O muro lançava uma comprida sombra durante as tardes, era onde os velhos e crianças gostavam de terminar seus dias, abrigados do calor. Suas paredes também serviam de mural para pinturas diversas, as mais comuns eram portas e janelas que mostravam aquilo que se imaginava existir do outro lado: jardins, pequenas casas encantadas, uma fonte de águas medicinais, elfos, duendes e o que mais brotasse da imaginação daquele povo. Tinham-se entendido com o muro, estavam felizes.

Um dia, porém, chegou ali um forasteiro vindo não se sabe de onde. Havia ouvido histórias sobre o muro e queria tentar ver do outro lado.

Foi recebido com desconfiança, mas mesmo assim conseguiu ser ouvido pelos mais velhos, que formavam uma espécie de conselho. Falaram ao forasteiro das misérias causadas pelo muro, das mortes, dos prejuízos e da tácita trégua que agora tinham com ele.

Como era um homem livre, ele decidiu continuar seu plano. Os mais velhos consideraram que já tinham feito o que podiam e não houve maiores objeções.

O rapaz havia trazido equipamentos estranhos àquele povo, travas metálicas, cordas e alguns outros elementos. Logo contratou dois rapazes, jovens como ele, para ajudarem no preparo do material, e pôs-se a escalar o muro. Sozinho.

As pessoas, então, sentaram-se de frente ao muro para contemplar o forasteiro em sua escalada. Imaginavam em que momento ele ia cair, mas não aconteceu. Ele subiu, subiu, sumiu das vistas mais cansadas, até tornar-se um ponto no olhar dos meninos de visão aguçada. Depois nada mais se viu.

O rapaz já estava subindo há muito tempo, talvez dias, quando finalmente percebeu o final do muro. Renovado o ânimo, foi rápido nos metros finais, ávido por conhecer o outro lado.

Ali em cima, o muro mais parecia um grande platô, o que surpreendeu por um momento o rapaz. Mas não se podia esperar menos daquela imensa construção. Recolheu seu material, e pôs-se a andar em linha reta. Foram muitos dias andando, quase sem forças ele continuava com fé, até chegar à beira do monstro: um verdadeiro abismo. Lá de cima tudo era uma mancha esverdeada, os rios pareciam fios de cabelo, os montes pareciam formigueiros. Ele, então, iniciou a descida, com ânimo e energia renovada.

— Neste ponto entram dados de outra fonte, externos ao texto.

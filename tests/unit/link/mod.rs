use super::*;
use crate::model::node::{GroupNode, NodeBase};
use crate::model::reaction::Action;

fn leaf(id: &str, links_to: &[&str]) -> WorldviewNode {
    let reactions: Vec<Reaction> = links_to
        .iter()
        .map(|d| Reaction::on_click(Action::navigate(*d)))
        .collect();
    WorldviewNode::Group(GroupNode {
        base: NodeBase {
            reaction: (!reactions.is_empty()).then_some(reactions),
            ..NodeBase::new(id, id)
        },
        children: None,
    })
}

fn drawn(canvas: &mut Canvas, labels: &[&str]) -> IdMapping {
    let mut ids = IdMapping::new();
    for label in labels {
        let id = canvas.create_frame();
        let page = canvas.page();
        canvas.append_child(page, id).unwrap();
        ids.insert(*label, id);
    }
    ids
}

#[test]
fn forward_and_backward_links_resolve() {
    let mut canvas = Canvas::new();
    let ids = drawn(&mut canvas, &["a", "b", "c"]);
    let roots = vec![leaf("a", &["c"]), leaf("b", &["a"]), leaf("c", &[])];

    let report = link_reactions(&mut canvas, &roots, &ids);
    assert_eq!(report, LinkReport { resolved: 2, dropped: 0 });

    let a = canvas.get(ids.get("a").unwrap()).unwrap();
    let target = ids.get("c").unwrap().to_string();
    let dests: Vec<_> = a.reactions[0]
        .all_actions()
        .filter_map(|x| x.destination_id.clone())
        .collect();
    assert_eq!(dests, vec![target.clone(), target]);

    let b = canvas.get(ids.get("b").unwrap()).unwrap();
    assert_eq!(
        b.reactions[0].actions[0].destination_id.as_deref(),
        Some(ids.get("a").unwrap().to_string().as_str())
    );
}

#[test]
fn links_outside_the_batch_are_dropped() {
    let mut canvas = Canvas::new();
    let ids = drawn(&mut canvas, &["a"]);
    let roots = vec![leaf("a", &["elsewhere"])];
    let report = link_reactions(&mut canvas, &roots, &ids);
    assert_eq!(report, LinkReport { resolved: 0, dropped: 1 });
    assert!(canvas.get(ids.get("a").unwrap()).unwrap().reactions.is_empty());
}

#[test]
fn reactions_without_destinations_are_kept() {
    let mut canvas = Canvas::new();
    let ids = drawn(&mut canvas, &["a"]);
    let back = Reaction {
        action: None,
        actions: vec![Action {
            kind: "BACK".into(),
            destination_id: None,
            extra: Default::default(),
        }],
        trigger: None,
    };
    let mut root = leaf("a", &[]);
    root.base_mut().reaction = Some(vec![back.clone()]);
    let report = link_reactions(&mut canvas, std::slice::from_ref(&root), &ids);
    assert_eq!(report.resolved, 1);
    assert_eq!(canvas.get(ids.get("a").unwrap()).unwrap().reactions, vec![back]);
}

#[test]
fn links_to_detached_or_removed_nodes_are_dropped() {
    let mut canvas = Canvas::new();
    let mut ids = drawn(&mut canvas, &["a", "b"]);
    ids.insert("loose", canvas.create_frame());
    canvas.remove(ids.get("b").unwrap()).unwrap();
    let roots = vec![leaf("a", &["loose", "b"])];

    let report = link_reactions(&mut canvas, &roots, &ids);
    assert_eq!(report, LinkReport { resolved: 0, dropped: 2 });
    assert!(canvas.get(ids.get("a").unwrap()).unwrap().reactions.is_empty());
}

#[test]
fn detached_sources_get_no_links() {
    let mut canvas = Canvas::new();
    let mut ids = drawn(&mut canvas, &["b"]);
    let loose = canvas.create_frame();
    ids.insert("a", loose);
    let roots = vec![leaf("a", &["b"])];

    let report = link_reactions(&mut canvas, &roots, &ids);
    assert_eq!(report, LinkReport::default());
    assert!(canvas.get(loose).unwrap().reactions.is_empty());
}
use serde::{Deserialize, Serialize};

pub use kurbo::{Affine, BezPath, Point, Rect};

/// Straight (non-premultiplied) color with channels in `[0, 1]`.
#[derive(Clone, Copy, Debug, PartialEq, Serialize, Deserialize)]
pub struct Rgba {
    pub r: f64,
    pub g: f64,
    pub b: f64,
    pub a: f64,
}

impl Rgba {
    pub const BLACK: Self = Self::new(0.0, 0.0, 0.0, 1.0);
    pub const WHITE: Self = Self::new(1.0, 1.0, 1.0, 1.0);

    pub const fn new(r: f64, g: f64, b: f64, a: f64) -> Self {
        Self { r, g, b, a }
    }

    pub fn rgb(self) -> Rgb {
        Rgb {
            r: self.r,
            g: self.g,
            b: self.b,
        }
    }

    /// Channel bytes, rounding half away from zero and clamping to `0..=255`.
    pub fn to_bytes(self) -> [u8; 4] {
        [
            channel_byte(self.r),
            channel_byte(self.g),
            channel_byte(self.b),
            channel_byte(self.a),
        ]
    }
}

pub(crate) fn channel_byte(v: f64) -> u8 {
    (v * 255.0).round().clamp(0.0, 255.0) as u8
}

/// Opaque color; the host keeps opacity in a separate field.
#[derive(Clone, Copy, Debug, PartialEq, Serialize, Deserialize)]
pub struct Rgb {
    pub r: f64,
    pub g: f64,
    pub b: f64,
}

impl Rgb {
    pub const BLACK: Self = Self {
        r: 0.0,
        g: 0.0,
        b: 0.0,
    };
    pub const WHITE: Self = Self {
        r: 1.0,
        g: 1.0,
        b: 1.0,
    };

    pub fn with_alpha(self, a: f64) -> Rgba {
        Rgba::new(self.r, self.g, self.b, a)
    }
}

#[derive(Clone, Copy, Debug, Default, PartialEq, Serialize, Deserialize)]
pub struct Vector {
    pub x: f64,
    pub y: f64,
}

impl Vector {
    pub const fn new(x: f64, y: f64) -> Self {
        Self { x, y }
    }
}

/// Canvas position where a batch of roots starts.
#[derive(Clone, Copy, Debug, Default, PartialEq)]
pub struct Origin {
    pub x: f64,
    pub y: f64,
}

/// Row-major 2x3 matrix: `[[a, c, e], [b, d, f]]` maps `(x, y)` to `(ax + cy + e, bx + dy + f)`.
#[derive(Clone, Copy, Debug, PartialEq, Serialize, Deserialize)]
#[serde(transparent)]
pub struct Transform2x3(pub [[f64; 3]; 2]);

impl Default for Transform2x3 {
    fn default() -> Self {
        Self::IDENTITY
    }
}

impl Transform2x3 {
    pub const IDENTITY: Self = Self([[1.0, 0.0, 0.0], [0.0, 1.0, 0.0]]);

    pub fn to_affine(self) -> Affine {
        let [[a, c, e], [b, d, f]] = self.0;
        Affine::new([a, b, c, d, e, f])
    }

    pub fn from_affine(affine: Affine) -> Self {
        let [a, b, c, d, e, f] = affine.as_coeffs();
        Self([[a, c, e], [b, d, f]])
    }
}

#[cfg(test)]
#[path = "../../tests/unit/foundation/core.rs"]
mod tests;
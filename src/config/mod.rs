//! Persisted generation settings.

use std::path::Path;

use serde::{Deserialize, Serialize};

use crate::foundation::error::{WorldviewError, WorldviewResult};
use crate::model::document::Assets;
use crate::render::RenderSettings;

/// Upper bound for the pacing delay, in milliseconds.
pub const MAX_TIMEOUT_MS: u64 = 500;

/// User settings kept between sessions.
#[derive(Clone, Debug, PartialEq, Serialize, Deserialize)]
pub struct Settings {
    /// Sampling temperature forwarded to the generation service, in `[0, 1]`.
    #[serde(default = "default_temperature")]
    pub temperature: f64,

    /// Retrieval threshold forwarded to the generation service, in `[0, 1]`.
    #[serde(default = "default_threshold")]
    pub threshold: f64,

    /// Pacing delay between drawn siblings, in milliseconds.
    #[serde(default = "default_timeout")]
    pub timeout: u64,
}

fn default_temperature() -> f64 {
    0.5
}

fn default_threshold() -> f64 {
    0.5
}

fn default_timeout() -> u64 {
    50
}

impl Default for Settings {
    fn default() -> Self {
        Self {
            temperature: default_temperature(),
            threshold: default_threshold(),
            timeout: default_timeout(),
        }
    }
}

impl Settings {
    pub fn validate(&self) -> WorldviewResult<()> {
        unit_interval("temperature", self.temperature)?;
        unit_interval("threshold", self.threshold)?;
        if self.timeout > MAX_TIMEOUT_MS {
            return Err(WorldviewError::config(format!(
                "timeout must be at most {MAX_TIMEOUT_MS} ms, got {}",
                self.timeout
            )));
        }
        Ok(())
    }

    /// Parse and validate TOML settings.
    pub fn from_toml(content: &str) -> WorldviewResult<Self> {
        let settings: Self =
            toml::from_str(content).map_err(|e| WorldviewError::config(e.to_string()))?;
        settings.validate()?;
        Ok(settings)
    }

    /// Load settings from a TOML file.
    pub fn load<P: AsRef<Path>>(path: P) -> WorldviewResult<Self> {
        let path = path.as_ref();
        let content = std::fs::read_to_string(path)
            .map_err(|e| WorldviewError::config(format!("read {}: {e}", path.display())))?;
        Self::from_toml(&content)
    }

    /// Load settings, keeping the defaults when the file is missing or fails validation.
    pub fn load_or_default<P: AsRef<Path>>(path: P) -> Self {
        match Self::load(path.as_ref()) {
            Ok(settings) => settings,
            Err(e) => {
                tracing::warn!(path = %path.as_ref().display(), "using default settings: {e}");
                Self::default()
            }
        }
    }

    /// Save settings to a TOML file.
    pub fn save<P: AsRef<Path>>(&self, path: P) -> WorldviewResult<()> {
        self.validate()?;
        let path = path.as_ref();
        let content =
            toml::to_string_pretty(self).map_err(|e| WorldviewError::config(e.to_string()))?;
        std::fs::write(path, content)
            .map_err(|e| WorldviewError::config(format!("write {}: {e}", path.display())))
    }

    pub fn render_settings(&self, assets: Option<Assets>) -> RenderSettings {
        RenderSettings {
            pacing_delay_ms: self.timeout,
            assets,
        }
    }
}

fn unit_interval(name: &str, value: f64) -> WorldviewResult<()> {
    if (0.0..=1.0).contains(&value) {
        Ok(())
    } else {
        Err(WorldviewError::config(format!(
            "{name} must be within [0, 1], got {value}"
        )))
    }
}

#[cfg(test)]
#[path = "../../tests/unit/config/mod.rs"]
mod tests;
impl<'a> Extractor<'a> {
    pub fn new(canvas: &'a mut Canvas) -> Self {
        Self {
            canvas,
            warnings: Vec::new(),
        }
    }

    pub fn warnings(&self) -> &[ExtractWarning] {
        &self.warnings
    }

    pub fn into_warnings(self) -> Vec<ExtractWarning> {
        self.warnings
    }

    fn warn(&mut self, node: NodeId, message: String) {
        tracing::warn!(node = %node, "{message}");
        self.warnings.push(ExtractWarning { node, message });
    }

    pub fn extract(&mut self, id: NodeId) -> WorldviewResult<WorldviewNode> {
        let node = self.canvas.get(id)?;
        match node.kind {
            NativeKind::Frame
            | NativeKind::Component
            | NativeKind::ComponentSet
            | NativeKind::Instance => {
                if is_icon_like(node) {
                    self.extract_icon(id)
                } else {
                    self.extract_container(id)
                }
            }
            NativeKind::Rectangle => self.extract_void_container(id),
            NativeKind::Ellipse => self.extract_ellipse(id),
            NativeKind::Star => self.extract_star(id),
            NativeKind::Polygon => self.extract_polygon(id),
            NativeKind::BooleanOperation => self.extract_boolean_operation(id),
            NativeKind::Line => self.extract_line(id),
            NativeKind::Text => self.extract_text(id),
            NativeKind::Vector => self.extract_vector(id),
            NativeKind::Group => self.extract_group(id),
            kind @ (NativeKind::Page | NativeKind::Section | NativeKind::Slice) => {
                Err(ExtractError::new(id, ExtractErrorKind::UnsupportedKind(kind)).into())
            }
        }
    }

    /// Extract visible children in order; `None` when none are visible.
    fn extract_children(&mut self, id: NodeId) -> WorldviewResult<Option<Vec<WorldviewNode>>> {
        let ids = self.canvas.children(id).to_vec();
        let mut out = Vec::with_capacity(ids.len());
        for child in ids {
            if !self.canvas.get(child)?.visible {
                continue;
            }
            out.push(self.extract(child)?);
        }
        Ok((!out.is_empty()).then_some(out))
    }

    pub fn extract_container(&mut self, id: NodeId) -> WorldviewResult<WorldviewNode> {
        let node = self.canvas.get(id)?;
        let l = &node.layout;
        let layout = Layout {
            padding_top: positive(l.padding_top),
            padding_bottom: positive(l.padding_bottom),
            padding_left: positive(l.padding_left),
            padding_right: positive(l.padding_right),
            layout_mode: Some(l.layout_mode),
            layout_positioning: Some(l.layout_positioning),
            primary_axis_align_items: Some(l.primary_axis_align_items),
            counter_axis_align_items: Some(l.counter_axis_align_items),
            item_spacing: Some(l.item_spacing),
        };
        let fill = paint_from_fills(node)?;
        let (stroke, edges) = edge_stroke(node);
        let mut base = base_of(node);
        base.width = normalized(node.width);
        base.height = normalized(node.height);
        let instance = node.kind == NativeKind::Instance;

        let (width, height) = self.fit_to_content(id, base.width, base.height)?;
        base.width = width;
        base.height = height;

        let container = ContainerNode {
            base,
            layout,
            fill: fill.map(Indirect::Value),
            stroke: stroke.map(Indirect::Value),
            edges,
            radii: radii_of(self.canvas.get(id)?),
            children: self.extract_children(id)?,
        };
        Ok(if instance {
            WorldviewNode::Instance(container)
        } else {
            WorldviewNode::Container(container)
        })
    }

    /// Grow the native node to cover every child's box and return the new size.
    fn fit_to_content(
        &mut self,
        id: NodeId,
        width: f64,
        height: f64,
    ) -> WorldviewResult<(f64, f64)> {
        let mut right = width;
        let mut bottom = height;
        for child in self.canvas.children(id) {
            let c = self.canvas.get(*child)?;
            right = right.max(c.x + c.width);
            bottom = bottom.max(c.y + c.height);
        }
        let node = self.canvas.get(id)?;
        if right != node.width || bottom != node.height {
            tracing::debug!(
                node = %id,
                width = right,
                height = bottom,
                "resizing container to fit content"
            );
            self.canvas.resize(id, right, bottom)?;
        }
        Ok((right, bottom))
    }

    fn extract_void_container(&mut self, id: NodeId) -> WorldviewResult<WorldviewNode> {
        let node = self.canvas.get(id)?;
        let fill = paint_from_fills(node)?;
        let (stroke, edges) = edge_stroke(node);
        Ok(WorldviewNode::VoidContainer(VoidContainerNode {
            base: base_of(node),
            fill: fill.map(Indirect::Value),
            stroke: stroke.map(Indirect::Value),
            edges,
            radii: radii_of(node),
        }))
    }

    fn extract_icon(&mut self, id: NodeId) -> WorldviewResult<WorldviewNode> {
        let fill = find_solid_fill(self.canvas, id)?;
        let stroke = find_solid_stroke(self.canvas, id)?;
        let node = self.canvas.get(id)?;
        let base = base_of(node);
        // A mixed weight on an icon is not fatal; the icon just carries none.
        let stroke_weight = match node.stroke_weight() {
            Mixed::Value(w) if w > 0.0 => Some(w),
            _ => None,
        };
        let data = self.export_icon_markup(id)?;
        Ok(WorldviewNode::IconContainer(IconContainerNode {
            base,
            fill: fill.map(Indirect::Value),
            stroke: stroke.map(Indirect::Value),
            stroke_weight,
            data: Indirect::Value(data),
        }))
    }

    /// Export with every direct child shown and clipping off, then restore both.
    fn export_icon_markup(&mut self, id: NodeId) -> WorldviewResult<String> {
        let children = self.canvas.children(id).to_vec();
        let mut shown = Vec::with_capacity(children.len());
        for child in &children {
            let node = self.canvas.get_mut(*child)?;
            shown.push(node.visible);
            node.visible = true;
        }
        let clips = std::mem::replace(&mut self.canvas.get_mut(id)?.clips_content, false);

        let exported = self.canvas.export_svg(id);

        for (child, visible) in children.iter().zip(shown) {
            self.canvas.get_mut(*child)?.visible = visible;
        }
        self.canvas.get_mut(id)?.clips_content = clips;

        let markup = exported
            .map_err(|e| ExtractError::new(id, ExtractErrorKind::SvgExport(e.to_string())))?;
        Ok(markup)
    }

    fn extract_ellipse(&mut self, id: NodeId) -> WorldviewResult<WorldviewNode> {
        let stroke = find_solid_stroke(self.canvas, id)?;
        let node = self.canvas.get(id)?;
        Ok(WorldviewNode::Ellipse(EllipseNode {
            base: base_of(node),
            fill: paint_from_fills(node)?.map(Indirect::Value),
            stroke: stroke.map(Indirect::Value),
            stroke_weight: stroke_weight_of(node)?,
        }))
    }

    fn extract_line(&mut self, id: NodeId) -> WorldviewResult<WorldviewNode> {
        let stroke = find_solid_stroke(self.canvas, id)?;
        let node = self.canvas.get(id)?;
        Ok(WorldviewNode::Line(LineNode {
            base: base_of(node),
            rotation: node.rotation,
            fill: paint_from_fills(node)?.map(Indirect::Value),
            stroke: stroke.map(Indirect::Value),
            stroke_weight: stroke_weight_of(node)?,
        }))
    }

    fn extract_star(&mut self, id: NodeId) -> WorldviewResult<WorldviewNode> {
        let stroke = find_solid_stroke(self.canvas, id)?;
        let node = self.canvas.get(id)?;
        let shape = &node.shape;
        Ok(WorldviewNode::Star(StarNode {
            base: base_of(node),
            rotation: node.rotation,
            corner_radius: shape.corner_radius,
            count: shape.point_count,
            ratio: shape.inner_radius,
            corner_smoothing: shape.corner_smoothing,
            constrain_proportions: shape.constrain_proportions,
            fill: paint_from_fills(node)?.map(Indirect::Value),
            stroke: stroke.map(Indirect::Value),
            stroke_weight: stroke_weight_of(node)?,
        }))
    }

    fn extract_polygon(&mut self, id: NodeId) -> WorldviewResult<WorldviewNode> {
        let stroke = find_solid_stroke(self.canvas, id)?;
        let node = self.canvas.get(id)?;
        let shape = &node.shape;
        Ok(WorldviewNode::Polygon(PolygonNode {
            base: base_of(node),
            rotation: node.rotation,
            corner_radius: shape.corner_radius,
            count: shape.point_count,
            corner_smoothing: shape.corner_smoothing,
            constrain_proportions: shape.constrain_proportions,
            fill: paint_from_fills(node)?.map(Indirect::Value),
            stroke: stroke.map(Indirect::Value),
            stroke_weight: stroke_weight_of(node)?,
        }))
    }

    pub fn extract_boolean_operation(&mut self, id: NodeId) -> WorldviewResult<WorldviewNode> {
        let node = self.canvas.get(id)?;
        let base = base_of(node);
        let fill = paint_from_fills(node)?;
        let boolean_operation = node.shape.boolean_operation;
        Ok(WorldviewNode::BooleanOperation(BooleanOperationNode {
            base,
            fill: fill.map(Indirect::Value),
            boolean_operation,
            children: self.extract_children(id)?,
        }))
    }

    fn extract_group(&mut self, id: NodeId) -> WorldviewResult<WorldviewNode> {
        let base = base_of(self.canvas.get(id)?);
        Ok(WorldviewNode::Group(GroupNode {
            base,
            children: self.extract_children(id)?,
        }))
    }

    fn extract_vector(&mut self, id: NodeId) -> WorldviewResult<WorldviewNode> {
        let fill = find_solid_fill(self.canvas, id)?;
        let stroke = find_solid_stroke(self.canvas, id)?;
        let node = self.canvas.get(id)?;
        let mut base = base_of(node);
        base.width = base.width.max(MIN_VECTOR_SIZE);
        base.height = base.height.max(MIN_VECTOR_SIZE);
        let geometry = node.vector.clone().unwrap_or_default();
        Ok(WorldviewNode::Vector(VectorNode {
            base,
            fill: fill.map(Indirect::Value),
            stroke: stroke.map(Indirect::Value),
            stroke_weight: stroke_weight_of(node)?,
            vector_network: geometry.vector_network,
            vector_paths: geometry.vector_paths,
        }))
    }

    fn extract_text(&mut self, id: NodeId) -> WorldviewResult<WorldviewNode> {
        let node = self.canvas.get(id)?;
        let base = base_of(node);
        let fill = solid_from_fills(node);
        let text = node.text.clone().unwrap_or_default();

        let text_case = match text.text_case {
            Mixed::Value(NativeTextCase::Original) => TextCase::Original,
            Mixed::Value(NativeTextCase::Upper) => TextCase::Upper,
            Mixed::Value(NativeTextCase::Lower) => TextCase::Lower,
            Mixed::Value(other @ (NativeTextCase::Title
            | NativeTextCase::SmallCaps
            | NativeTextCase::SmallCapsForced)) => {
                self.warn(id, format!("unsupported text case: {other:?}"));
                TextCase::Original
            }
            Mixed::Mixed => TextCase::Original,
        };

        Ok(WorldviewNode::Text(TextNode {
            base,
            fill: fill.map(Indirect::Value),
            font_name: text.font_name.value().cloned().unwrap_or_default(),
            font_size: text
                .font_size
                .value()
                .copied()
                .unwrap_or(FALLBACK_FONT_SIZE),
            font_weight: text
                .font_weight
                .value()
                .copied()
                .unwrap_or(FALLBACK_FONT_WEIGHT),
            letter_spacing: text.letter_spacing.value().copied().unwrap_or_default(),
            line_height: text.line_height.value().copied().unwrap_or_default(),
            text_align_horizontal: text.text_align_horizontal,
            text_align_vertical: text.text_align_vertical,
            text_case,
            characters: Indirect::Value(text.characters),
            truncation: text.text_truncation,
        }))
    }
}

Quando tocou o solo, percebeu que, ao contrário do outro lado, não havia povoado. Acampou por alguns dias, descansou, alimentou-se, e planejou o que ia fazer quando encontrasse os habitantes daquele lado. Observou o sol e partiu na direção desejada, determinado.

Como já estava habituado a longas jornadas, aquela última etapa não lhe estranhou pela duração, nem lhe diminuiu as forças, pois não havia erro, ia encontrar alguém. Por fim viu um povoado… mas, não… não podia ser, o muro… havia ali outro muro? Seria o mesmo?

Os anciãos do povoado receberam o forasteiro preocupados, vinha como um fantasma, como alguém que passou pela morte e não percebeu. Sentaram-no, deram-lhe água, comida, deixaram repousar. Depois que ouviram sua história, um dos anciãos disse:

– Agora eu me lembro de você! Você mudou, envelheceu. Eu fui um dos ajudantes, na preparação para que você escalasse o muro!

Ele não podia entender, até que alguém lhe passou um espelho e ele pôde ver na imagem o estrago do tempo em seu rosto. Só então descobriu quão longa tinha sido a jornada. Sentiu-se sufocar e saiu ao ar livre. Mais calmo, contemplou as pinturas no muro, ali havia uma dum homem que subiu até as nuvens e nunca mais voltou. Aproximou-se do muro, ainda incrédulo, e sentou-se ao seu pé. A sombra agradável já se fazia sentir. As crianças corriam, brincavam, alguns jovens pintavam novas histórias na parede milenar.

“Devia ser um sonho, isso, apenas um sonho”. E ele ficou ali, esperando acordar.